## PROBLEM STATEMENT
Word for word, return the lines from the start of the entries below through the line that has "pub struct PortsCommand".

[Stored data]
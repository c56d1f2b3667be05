//! Ports subcommand implementation.
//!
//! Handles the `rangescan ports <ip>` command for TCP port probing.

use super::{progress_bar, stop_on_ctrl_c, OutputFormat};
use crate::api::{PortScanRequest, ScanHooks, ScanService};
use crate::config::Settings;
use crate::error::{CliResult, RequestError};
use crate::output;
use crate::types::{PortList, PortPreset};
use clap::Parser;

/// Probe a set of TCP ports on one host.
#[derive(Parser, Debug)]
pub struct PortsCommand {
    /// IPv4 address to probe
    #[arg(value_name = "IP")]
    pub ip: String,

    /// Port preset to use (default: common, or custom when --ports is given)
    #[arg(short = 'P', long, value_enum)]
    pub preset: Option<PortPreset>,

    /// Custom ports (e.g., "22", "22,80,443", "8000-8010")
    #[arg(short, long)]
    pub ports: Option<String>,

    /// Connection timeout in milliseconds
    #[arg(short = 't', long)]
    pub timeout: Option<u64>,

    /// Output format for results
    #[arg(short, long, value_enum, default_value = "plain")]
    pub output: OutputFormat,
}

impl PortsCommand {
    /// Preset in effect: an explicit `--preset`, else `custom` when `--ports` is given.
    fn effective_preset(&self) -> PortPreset {
        match (self.preset, &self.ports) {
            (Some(preset), _) => preset,
            (None, Some(_)) => PortPreset::Custom,
            (None, None) => PortPreset::Common,
        }
    }

    fn request(&self) -> PortScanRequest {
        PortScanRequest {
            ip: Some(self.ip.clone()),
            preset: Some(self.effective_preset().to_string()),
            ports: self.ports.clone(),
            timeout: self.timeout,
        }
    }

    /// Execute the ports command.
    pub async fn execute(&self, settings: Settings, verbose: bool, quiet: bool) -> CliResult<()> {
        let request = self.request();
        let ports = PortList::resolve(request.preset.as_deref(), request.ports.as_deref())
            .map_err(RequestError::from)?;

        if !quiet && self.output == OutputFormat::Plain {
            let kind = format!("ports ({})", self.effective_preset());
            output::print_scan_header(&kind, &self.ip, ports.len());
        }

        let stop = stop_on_ctrl_c();
        let progress = verbose.then(|| progress_bar(ports.len()));
        let hooks = ScanHooks {
            stop: Some(stop.clone()),
            progress: progress.clone(),
        };

        let service = ScanService::new(settings);
        let report = service.scan_ports_with(&request, hooks).await?;

        if let Some(pb) = progress {
            pb.finish_with_message("Scan complete");
        }
        if stop.is_stopped() && !quiet {
            output::print_warning(&format!(
                "scan interrupted: {} ports probed",
                report.ports.len()
            ));
        }

        output::print_port_report(&report, self.output)?;
        Ok(())
    }
}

## RESULT FOR THIS EXERCISE
repository c56d1f2b3667be05
//! Ports subcommand implementation.
//!
//! Handles the `rangescan ports <ip>` command for TCP port probing.

use super::{progress_bar, stop_on_ctrl_c, OutputFormat};
use crate::api::{PortScanRequest, ScanHooks, ScanService};
use crate::config::Settings;
use crate::error::{CliResult, RequestError};
use crate::output;
use crate::types::{PortList, PortPreset};
use clap::Parser;

/// Probe a set of TCP ports on one host.
#[derive(Parser, Debug)]
pub struct PortsCommand {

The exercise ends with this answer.